Collected data:

* * * * * * * * *

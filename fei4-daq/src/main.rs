//! # DAQ for the FE-I4 pixel front-end
//!
//! Configures the chip, runs the external trigger scan and
//! records the raw word stream. With `--analyze` the recorded
//! file is interpreted afterwards and a decoding summary is
//! printed.

use std::process::exit;
use std::sync::{Arc,
                Mutex};
use std::sync::atomic::Ordering;

extern crate fei4_daq;

use colored::Colorize;

use fei4_dataclasses::io::{get_runfilename,
                           RawRecordWriter};

use fei4_daq::bus::UioBus;
use fei4_daq::chipregs::RegisterModel;
use fei4_daq::scan::{analyze_raw_file,
                     ExtTriggerScan};
use fei4_daq::settings::DaqSettings;

#[macro_use] extern crate log;

extern crate clap;
use clap::Parser;

#[derive(Parser, Debug)]
#[command(author, version, about)]
struct Args {
  /// Settings file (TOML). Defaults are used when omitted.
  #[arg(short, long)]
  settings : Option<String>,

  /// Write a default settings file to the given path and exit
  #[arg(long)]
  write_default_settings : Option<String>,

  /// Override the configured trigger maximum
  #[arg(long)]
  max_triggers : Option<u32>,

  /// Override the configured scan timeout (seconds)
  #[arg(long)]
  scan_timeout : Option<f64>,

  /// Interpret the recorded file after the scan
  #[arg(short, long)]
  analyze : bool,

  /// Show a trigger progress bar
  #[arg(short, long)]
  progress : bool,
}

fn main() {
  env_logger::init();
  let args = Args::parse();

  if let Some(path) = args.write_default_settings {
    match DaqSettings::new().to_toml_file(&path) {
      Ok(_)    => {
        println!("Wrote default settings to {}", path);
        exit(0);
      }
      Err(err) => {
        error!("Can not write settings file: {}", err);
        exit(1);
      }
    }
  }

  let mut settings = match args.settings {
    Some(ref path) => {
      match DaqSettings::from_toml_file(path) {
        Ok(settings) => settings,
        Err(err)     => {
          error!("Can not load settings from {}: {}", path, err);
          exit(1);
        }
      }
    }
    None => DaqSettings::new(),
  };
  if let Some(max_triggers) = args.max_triggers {
    settings.scan.max_triggers = max_triggers;
  }
  if let Some(scan_timeout) = args.scan_timeout {
    settings.scan.scan_timeout = scan_timeout;
  }

  println!("{}", "** FE-I4 DAQ **".green().bold());
  println!("{}", settings);

  let bus = Arc::new(Mutex::new(UioBus::new(&settings.uio_ctrl,
                                            &settings.uio_data)));
  let mut model = RegisterModel::new(settings.chip_flavor,
                                     settings.chip_address);
  let mut scan = ExtTriggerScan::new(bus, settings.scan.clone());

  // ctrl-c requests a graceful stop with the data flushed
  let stop_flag = scan.stop_flag();
  match signal_hook::flag::register(signal_hook::consts::SIGINT,
                                    stop_flag.clone()) {
    Ok(_)    => (),
    Err(err) => warn!("Can not register the SIGINT handler: {}", err),
  }
  match signal_hook::flag::register(signal_hook::consts::SIGTERM, stop_flag) {
    Ok(_)    => (),
    Err(err) => warn!("Can not register the SIGTERM handler: {}", err),
  }

  info!("Configuring the front-end");
  if let Err(err) = scan.channel().configure_global(&mut model) {
    error!("Global configuration failed: {}", err);
    exit(1);
  }
  if let Err(err) = scan.configure(&mut model) {
    error!("Scan configuration failed: {}", err);
    exit(1);
  }

  let file_name = get_runfilename(&settings.scan_id, 0);
  let file_path = format!("{}/{}", settings.data_dir, file_name);
  let mut writer = match RawRecordWriter::new(&file_path, &[]) {
    Ok(writer) => writer,
    Err(err)   => {
      error!("Can not open the raw record file {}: {}", file_path, err);
      exit(1);
    }
  };

  let stop_reason = match scan.run(&model, &mut writer, args.progress) {
    Ok(reason) => reason,
    Err(err)   => {
      error!("Scan failed: {}", err);
      // whatever was flushed before the failure stays on disk
      exit(1);
    }
  };
  println!("Run complete, stop reason: {}, {} chunks / {} words recorded",
           stop_reason, writer.n_chunks(), writer.n_words());
  if scan.stop_flag().load(Ordering::SeqCst) {
    info!("Run was ended by an external stop request");
  }

  let summary = serde_json::json!({
    "stop_reason" : stop_reason.to_string(),
    "n_chunks"    : writer.n_chunks(),
    "n_words"     : writer.n_words(),
  });
  if let Err(err) = std::fs::write(format!("{}.meta.json", file_path),
                                   summary.to_string()) {
    warn!("Can not write the run summary: {}", err);
  }

  if args.analyze {
    println!("Interpreting {} ...", file_path);
    match analyze_raw_file(&file_path,
                           settings.chip_flavor,
                           settings.scan.trig_count) {
      Ok(interpreter) => {
        interpreter.print_summary();
      }
      Err(err) => {
        error!("Interpretation failed: {}", err);
        exit(1);
      }
    }
  }
}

* * * * * * * * *

▸ REQUIRED WORK
Look through the records and copy down every line that holds "info".

▸ EXERCISE SOLUTION
  info!("Configuring the front-end");
    info!("Run was ended by an external stop request");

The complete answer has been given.